Muchas organizaciones religiosas tienen clero, pero hasta donde sé solo la Iglesia Católica estipula para el suyo la obligación del celibato.

Miguel Picado, Pbro. Abr 23, 2019

Muchas organizaciones religiosas tienen clero, pero hasta donde sé solo la Iglesia Católica estipula para el suyo la obligación del celibato. La única y reciente excepción (desde el Concilio Vaticano II, 1962-1965) son los diáconos permanentes, que pueden ser hombres casados, aunque las mujeres continúan excluidas. Pero si un diacono enviuda, no puede contraer un nuevo matrimonio.

Lo anterior es un atisbo de la inquina del sector conservador de la jerarquía sobre lo sexual, irritación carente de fundamento bíblico e histórico, bases sobre las que se funda la doctrina católica. Comprender tal contrasentido tiene vital importancia, dada la enorme influencia del clero en la formación-deformación emocional del vecindario, un asunto de salud pública.

El Nuevo Testamento solo en dos ocasiones recomienda abstenerse del matrimonio. Una es Mt 19:11-12 y la otra 1 Cor 7:1-7. En la primera Jesús dice que alguien puede renunciar al matrimonio (hacerse eunuco) para dedicarse completamente al proyecto de Reino. El teólogo Eduardo Schillebeeckx lo explica así: “Dada la alegría de haber encontrado la perla escondida, (Mt 4:11) algunos únicamente pueden vivir en el celibato”. Jesús mismo dice: “Entienda el que pueda”.

En 1 Cor 7:1-7, Pablo recomienda una vida matrimonial normal, pero aconseja para algunos evitar el matrimonio, sin que sea un mandato.

En ambas ocasiones, la decisión parte de una experiencia religiosa personal, sin ninguna relación con ejercer el servicio de presbítero. Los textos referidos no son disposiciones legales.

Durante los tres primeros siglos las eucaristías se celebraban en ambientes domésticos, entre llantos de bebés y con mujeres amamantando. La Escritura enaltece el matrimonio: “La alegría que encuentra el marido con su esposa, la encontrará tu Dios contigo” (Isaías 61:10). No fue que marido y mujer compartieron un café. En muchas otras ocasiones, lo erótico-matrimonial expresa el amor de Dios a su pueblo. El Cantar de los Cantares exalta el amor entre mujer y hombre, en razón de su bondad y belleza. La carta a los Efesios 5:23-31 encomia la vida matrimonial. Señala que el marido debe amar a su mujer como Cristo a la Iglesia: con una entrega absoluta, pero cede a la cultura de su tiempo al indicar que el marido es cabeza de su mujer.

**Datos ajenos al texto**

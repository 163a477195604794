//! Schema/seed generation: workbook sheets in, SQL scripts out.
//!
//! Walks every sheet of the source workbook and produces two artifacts: a
//! rebuild script (DROP/CREATE for the catalog table and one table per
//! dataset, plus indexes on the primary dataset) and a populate script
//! (full DELETE then INSERT per table, one catalog row per dataset). The
//! primary sheet gets the hand-declared column map from [`crate::product`];
//! every other sheet derives its columns generically from the header row,
//! all TEXT, with numeric parsing deferred to read time.
//!
//! The whole pass is deterministic: the same workbook always yields
//! byte-for-byte identical scripts. Slug and key deduplication counters are
//! threaded through one invocation, never shared across runs.

use std::fs;
use std::path::Path;

use anyhow::{Context, Result};
use itertools::Itertools;
use log::{debug, info};

use crate::catalog::DatasetColumn;
use crate::cli::GenerateArgs;
use crate::coerce;
use crate::identifier::{to_identifier, to_slug, KeyCounter};
use crate::product::{
    column_is_numeric, MappedColumn, PRIMARY_KEY, PRIMARY_NAME_COLUMN, PRIMARY_PRICE_COLUMN,
    PRIMARY_SHEET, PRIMARY_TABLE, PRODUCT_COLUMN_MAP, PRODUCT_TABLE_COLUMNS,
};
use crate::workbook::{read_workbook, Cell, Sheet};

pub const META_TABLE: &str = "dataset_meta";

/// Header-name hints for picking a generic dataset's identity column, in
/// priority order. These are the workbook's own sheet-name conventions.
const PRIMARY_COLUMN_HINTS: &[&str] = &[
    "tws",
    "iem",
    "headphone_video_review",
    "headphone",
    "dac",
    "speaker",
    "microphone",
    "soundcard",
    "cable",
    "kabel",
    "eartips",
    "dap",
    "headphone_amp",
    "soundbar",
];

/// The two generated artifacts, fully assembled in memory before anything is
/// written so a failed run leaves no partial output behind.
#[derive(Debug, Clone, PartialEq, Eq)]
pub struct Scripts {
    pub schema: String,
    pub seed: String,
}

struct DatasetPlan {
    key: String,
    label: String,
    table_name: String,
    columns: Vec<DatasetColumn>,
    row_count: usize,
    sort_order: usize,
    primary_column: Option<String>,
    price_column: Option<String>,
}

pub fn quote_identifier(value: &str) -> String {
    format!("\"{}\"", value.replace('"', "\"\""))
}

fn text_literal(value: &str) -> String {
    let flattened = value.replace("\r\n", " ").replace('\n', " ");
    format!("'{}'", flattened.replace('\'', "''"))
}

/// SQL literal for a workbook cell: empty text and empty cells are NULL,
/// numbers keep the deterministic integral formatting, booleans become 0/1.
pub fn sql_literal(cell: &Cell) -> String {
    match cell {
        Cell::Empty => "NULL".to_string(),
        Cell::Text(s) if s.is_empty() => "NULL".to_string(),
        Cell::Text(s) => text_literal(s),
        Cell::Number(n) if n.is_finite() => coerce::format_number(*n),
        Cell::Number(_) => "NULL".to_string(),
        Cell::Bool(true) => "1".to_string(),
        Cell::Bool(false) => "0".to_string(),
    }
}

fn optional_literal(value: Option<&str>) -> String {
    match value {
        Some(v) => text_literal(v),
        None => "NULL".to_string(),
    }
}

fn table_name_for(sheet: &Sheet) -> String {
    if sheet.name == PRIMARY_SHEET {
        PRIMARY_TABLE.to_string()
    } else {
        to_identifier(&sheet.name)
    }
}

fn pick_primary_column(columns: &[DatasetColumn]) -> Option<String> {
    for hint in PRIMARY_COLUMN_HINTS {
        if let Some(column) = columns.iter().find(|column| column.key == *hint) {
            return Some(column.key.clone());
        }
    }
    columns.first().map(|column| column.key.clone())
}

fn pick_price_column(columns: &[DatasetColumn]) -> Option<String> {
    columns
        .iter()
        .find(|column| column.key.contains("price"))
        .map(|column| column.key.clone())
}

fn meta_table_ddl() -> String {
    format!(
        "CREATE TABLE IF NOT EXISTS {META_TABLE} (\n\
         \x20 key TEXT PRIMARY KEY,\n\
         \x20 label TEXT NOT NULL,\n\
         \x20 table_name TEXT NOT NULL,\n\
         \x20 columns_json TEXT NOT NULL,\n\
         \x20 row_count INTEGER NOT NULL,\n\
         \x20 sort_order INTEGER NOT NULL,\n\
         \x20 primary_column TEXT,\n\
         \x20 price_column TEXT,\n\
         \x20 has_slug INTEGER NOT NULL DEFAULT 0\n\
         );"
    )
}

fn primary_table_ddl() -> String {
    let mut lines = vec![
        "id INTEGER PRIMARY KEY AUTOINCREMENT".to_string(),
        "row_order INTEGER NOT NULL".to_string(),
        "slug TEXT".to_string(),
        "name TEXT NOT NULL".to_string(),
        "highlights TEXT".to_string(),
    ];
    for column in PRODUCT_TABLE_COLUMNS {
        if matches!(*column, "slug" | "name" | "highlights") {
            continue;
        }
        let affinity = if column_is_numeric(column) { "REAL" } else { "TEXT" };
        lines.push(format!("{column} {affinity}"));
    }
    format!(
        "CREATE TABLE IF NOT EXISTS {} (\n  {}\n);",
        quote_identifier(PRIMARY_TABLE),
        lines.join(",\n  ")
    )
}

fn generic_table_ddl(table_name: &str, columns: &[DatasetColumn]) -> String {
    let mut lines = vec![
        "id INTEGER PRIMARY KEY AUTOINCREMENT".to_string(),
        "row_order INTEGER NOT NULL".to_string(),
        "slug TEXT".to_string(),
    ];
    for column in columns {
        lines.push(format!("{} TEXT", quote_identifier(&column.key)));
    }
    format!(
        "CREATE TABLE IF NOT EXISTS {} (\n  {}\n);",
        quote_identifier(table_name),
        lines.join(",\n  ")
    )
}

fn meta_insert(plan: &DatasetPlan) -> String {
    let columns_json =
        serde_json::to_string(&plan.columns).expect("dataset columns serialize to JSON");
    format!(
        "INSERT OR REPLACE INTO {META_TABLE} (key, label, table_name, columns_json, \
         row_count, sort_order, primary_column, price_column, has_slug) \
         VALUES ({}, {}, {}, {}, {}, {}, {}, {}, 1);",
        text_literal(&plan.key),
        text_literal(&plan.label),
        text_literal(&plan.table_name),
        text_literal(&columns_json),
        plan.row_count,
        plan.sort_order,
        optional_literal(plan.primary_column.as_deref()),
        optional_literal(plan.price_column.as_deref()),
    )
}

fn slug_for(base_value: &str, fallback: String, counter: &mut KeyCounter) -> String {
    let base = to_slug(base_value);
    if base.is_empty() {
        counter.next(&fallback)
    } else {
        counter.next(&base)
    }
}

fn mapped_column(key: &str) -> &'static MappedColumn {
    PRODUCT_COLUMN_MAP
        .iter()
        .find(|column| column.key == key)
        .expect("column map covers the table layout")
}

fn emit_primary(
    sheet: &Sheet,
    sort_order: usize,
    schema: &mut Vec<String>,
    meta_inserts: &mut Vec<String>,
    seed: &mut Vec<String>,
) {
    schema.push(primary_table_ddl());
    schema.push(format!(
        "CREATE INDEX IF NOT EXISTS idx_{PRIMARY_TABLE}_tier ON {} (tier);",
        quote_identifier(PRIMARY_TABLE)
    ));
    schema.push(format!(
        "CREATE INDEX IF NOT EXISTS idx_{PRIMARY_TABLE}_score ON {} (overall_sound_score);",
        quote_identifier(PRIMARY_TABLE)
    ));

    let columns = PRODUCT_COLUMN_MAP
        .iter()
        .map(|column| DatasetColumn {
            key: column.key.to_string(),
            label: column.label.to_string(),
        })
        .collect();
    meta_inserts.push(meta_insert(&DatasetPlan {
        key: PRIMARY_KEY.to_string(),
        label: sheet.name.clone(),
        table_name: PRIMARY_TABLE.to_string(),
        columns,
        row_count: sheet.rows.len(),
        sort_order,
        primary_column: Some(PRIMARY_NAME_COLUMN.to_string()),
        price_column: Some(PRIMARY_PRICE_COLUMN.to_string()),
    }));

    seed.push(format!("DELETE FROM {};", quote_identifier(PRIMARY_TABLE)));

    let insert_columns = PRODUCT_TABLE_COLUMNS
        .iter()
        .map(|column| quote_identifier(column))
        .join(", ");
    let mut slugs = KeyCounter::for_slugs();
    for (row_index, row) in sheet.rows.iter().enumerate() {
        let row_order = row_index + 1;
        let name = coerce::to_text(sheet.cell(row, PRIMARY_SHEET));
        let slug = slug_for(&name, format!("{PRIMARY_KEY}-{row_order}"), &mut slugs);

        let values = PRODUCT_TABLE_COLUMNS
            .iter()
            .map(|column| match *column {
                "slug" => text_literal(&slug),
                "name" => sql_literal(&Cell::Text(name.clone())),
                "highlights" => "NULL".to_string(),
                key => {
                    let mapped = mapped_column(key);
                    let cell = sheet.cell(row, mapped.source);
                    if mapped.numeric {
                        match coerce::to_number(cell) {
                            Some(n) => coerce::format_number(n),
                            None => "NULL".to_string(),
                        }
                    } else {
                        sql_literal(cell)
                    }
                }
            })
            .join(", ");
        seed.push(format!(
            "INSERT OR REPLACE INTO {} (row_order, {insert_columns}) VALUES ({row_order}, {values});",
            quote_identifier(PRIMARY_TABLE)
        ));
    }
}

fn emit_generic(
    sheet: &Sheet,
    sort_order: usize,
    schema: &mut Vec<String>,
    meta_inserts: &mut Vec<String>,
    seed: &mut Vec<String>,
) {
    let table_name = table_name_for(sheet);

    let mut keys = KeyCounter::for_keys();
    let columns: Vec<DatasetColumn> = sheet
        .headers
        .iter()
        .map(|header| DatasetColumn {
            key: keys.next(&to_identifier(header)),
            label: header.clone(),
        })
        .collect();
    let primary_column = pick_primary_column(&columns);
    let price_column = pick_price_column(&columns);
    debug!(
        "Sheet '{}': table {table_name}, {} column(s), primary {:?}, price {:?}",
        sheet.name,
        columns.len(),
        primary_column,
        price_column
    );

    schema.push(generic_table_ddl(&table_name, &columns));
    meta_inserts.push(meta_insert(&DatasetPlan {
        key: table_name.clone(),
        label: sheet.name.clone(),
        table_name: table_name.clone(),
        columns: columns.clone(),
        row_count: sheet.rows.len(),
        sort_order,
        primary_column: primary_column.clone(),
        price_column,
    }));

    seed.push(format!("DELETE FROM {};", quote_identifier(&table_name)));

    let primary_index = primary_column
        .as_ref()
        .and_then(|key| columns.iter().position(|column| &column.key == key));
    let insert_columns = columns
        .iter()
        .map(|column| quote_identifier(&column.key))
        .join(", ");
    let mut slugs = KeyCounter::for_slugs();
    for (row_index, row) in sheet.rows.iter().enumerate() {
        let row_order = row_index + 1;
        let primary_value = primary_index
            .and_then(|idx| row.get(idx))
            .map(coerce::to_text)
            .unwrap_or_default();
        let slug = slug_for(
            &primary_value,
            format!("{table_name}-{row_order}"),
            &mut slugs,
        );

        let values = row.iter().map(sql_literal).join(", ");
        seed.push(format!(
            "INSERT INTO {} (row_order, slug, {insert_columns}) VALUES ({row_order}, {}, {values});",
            quote_identifier(&table_name),
            text_literal(&slug)
        ));
    }
}

/// Transforms the source sheets into the rebuild and populate scripts.
pub fn build_scripts(sheets: &[Sheet]) -> Scripts {
    let mut schema = Vec::new();
    let mut meta_inserts = Vec::new();
    let mut table_seed = Vec::new();

    schema.push(format!("DROP TABLE IF EXISTS {META_TABLE};"));
    for sheet in sheets {
        schema.push(format!(
            "DROP TABLE IF EXISTS {};",
            quote_identifier(&table_name_for(sheet))
        ));
    }
    schema.push(meta_table_ddl());

    for (index, sheet) in sheets.iter().enumerate() {
        let sort_order = index + 1;
        if sheet.name == PRIMARY_SHEET {
            emit_primary(sheet, sort_order, &mut schema, &mut meta_inserts, &mut table_seed);
        } else {
            emit_generic(sheet, sort_order, &mut schema, &mut meta_inserts, &mut table_seed);
        }
    }

    let mut seed = Vec::with_capacity(1 + meta_inserts.len() + table_seed.len());
    seed.push(format!("DELETE FROM {META_TABLE};"));
    seed.extend(meta_inserts);
    seed.extend(table_seed);

    Scripts {
        schema: join_statements(&schema),
        seed: join_statements(&seed),
    }
}

fn join_statements(statements: &[String]) -> String {
    let mut script = statements.join("\n");
    script.push('\n');
    script
}

/// CLI entry: read the workbook, build both scripts, then write them. The
/// scripts are assembled before the first write so an unreadable source
/// emits nothing.
pub fn execute(args: &GenerateArgs) -> Result<()> {
    let sheets = read_workbook(&args.input)
        .with_context(|| format!("Reading workbook {:?}", args.input))?;
    info!(
        "Read {} sheet(s) from '{}'",
        sheets.len(),
        args.input.display()
    );

    let scripts = build_scripts(&sheets);

    for path in [&args.schema, &args.seed] {
        if let Some(parent) = path.parent() {
            if !parent.as_os_str().is_empty() {
                fs::create_dir_all(parent)
                    .with_context(|| format!("Creating output directory {parent:?}"))?;
            }
        }
    }
    write_script(&args.schema, &scripts.schema)?;
    write_script(&args.seed, &scripts.seed)?;
    info!(
        "Wrote schema to {:?} and seed to {:?}",
        args.schema, args.seed
    );
    Ok(())
}

fn write_script(path: &Path, contents: &str) -> Result<()> {
    fs::write(path, contents).with_context(|| format!("Writing script {path:?}"))
}

#[cfg(test)]
mod tests {
    use super::*;

    #[test]
    fn sql_literal_quotes_and_nulls() {
        assert_eq!(sql_literal(&Cell::Empty), "NULL");
        assert_eq!(sql_literal(&Cell::Text("".into())), "NULL");
        assert_eq!(sql_literal(&Cell::Text("it's".into())), "'it''s'");
        assert_eq!(sql_literal(&Cell::Text("a\r\nb".into())), "'a b'");
        assert_eq!(sql_literal(&Cell::Number(550_000.0)), "550000");
        assert_eq!(sql_literal(&Cell::Number(8.5)), "8.5");
        assert_eq!(sql_literal(&Cell::Bool(true)), "1");
    }

    #[test]
    fn quote_identifier_doubles_embedded_quotes() {
        assert_eq!(quote_identifier("iem"), "\"iem\"");
        assert_eq!(quote_identifier("we\"ird"), "\"we\"\"ird\"");
    }

    #[test]
    fn primary_column_prefers_hints_over_first_column() {
        let columns = vec![
            DatasetColumn {
                key: "price".into(),
                label: "Price".into(),
            },
            DatasetColumn {
                key: "iem".into(),
                label: "IEM".into(),
            },
        ];
        assert_eq!(pick_primary_column(&columns), Some("iem".into()));
        assert_eq!(pick_price_column(&columns), Some("price".into()));

        let no_hints = vec![DatasetColumn {
            key: "model".into(),
            label: "Model".into(),
        }];
        assert_eq!(pick_primary_column(&no_hints), Some("model".into()));
        assert_eq!(pick_price_column(&no_hints), None);
        assert_eq!(pick_primary_column(&[]), None);
    }

    #[test]
    fn primary_table_ddl_types_numeric_columns_as_real() {
        let ddl = primary_table_ddl();
        assert!(ddl.contains("price_idr REAL"));
        assert!(ddl.contains("overall_sound_score REAL"));
        assert!(ddl.contains("tier TEXT"));
        assert!(ddl.contains("name TEXT NOT NULL"));
        assert!(ddl.starts_with("CREATE TABLE IF NOT EXISTS \"tws_products\""));
    }
}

¿Por qué en la Iglesia decreció el aprecio al matrimonio? ¿Por qué se privilegia la vida monástica? ¿Por qué la teología de la espiritualidad matrimonial se encuentra en pañales? Concurren varios factores, pero solo comentaré el principal.

En la mentalidad bíblica el ser humano es su cuerpo y esto se mantiene incluso en las confesiones de fe: “Creo en la resurrección de la carne”, reza el credo de Nicea, del año 325. Pero en la cultura grecorromana el ser humano es un compuesto de alma y cuerpo, se sufre el dualismo cuerpo-espíritu. El alma o espíritu es noble y digno; lo corpóreo es despreciable, destinado a desaparecer. El cuerpo es la cárcel del alma; hay que dominarlo.

Fue inevitable que la concepción dualista del ser humano contaminase la bíblica y nos legara una espiritualidad que vilipendia nuestro ser material. El catolicismo mezcla ambas concepciones.

Esa disparidad de antropologías, de noción de lo que somos los humanos, se refleja en el encratismo, herejía presente desde el siglo II hasta el IV. Sus partidarios se abstenían del vino, eran vegetarianos y aborrecían el matrimonio. Se autocalificaban como cristianos de élite y miraban a los casados como inferiores. El dualismo brotó de nuevo con los maniqueos –cuyo apogeo se dio en los siglos III y IV- y los cátaros (los puros) que eclosionan en el sur de Francia durante los siglos XII y XIII. Esas fechas tan distantes denotan un fenómeno de larga duración, todavía vigente.

Propongo la hipótesis de que el celibato del clero católico se fundamenta en una vivencia encratista. Son indicios el rigorismo de la moral sexual predicada durante siglos, la exclusión del sacramento del orden sacerdotal para los casados, la minusvaloración de la mujer, el aire de superioridad con respecto a los laicos, inscrita en el Derecho Canónico.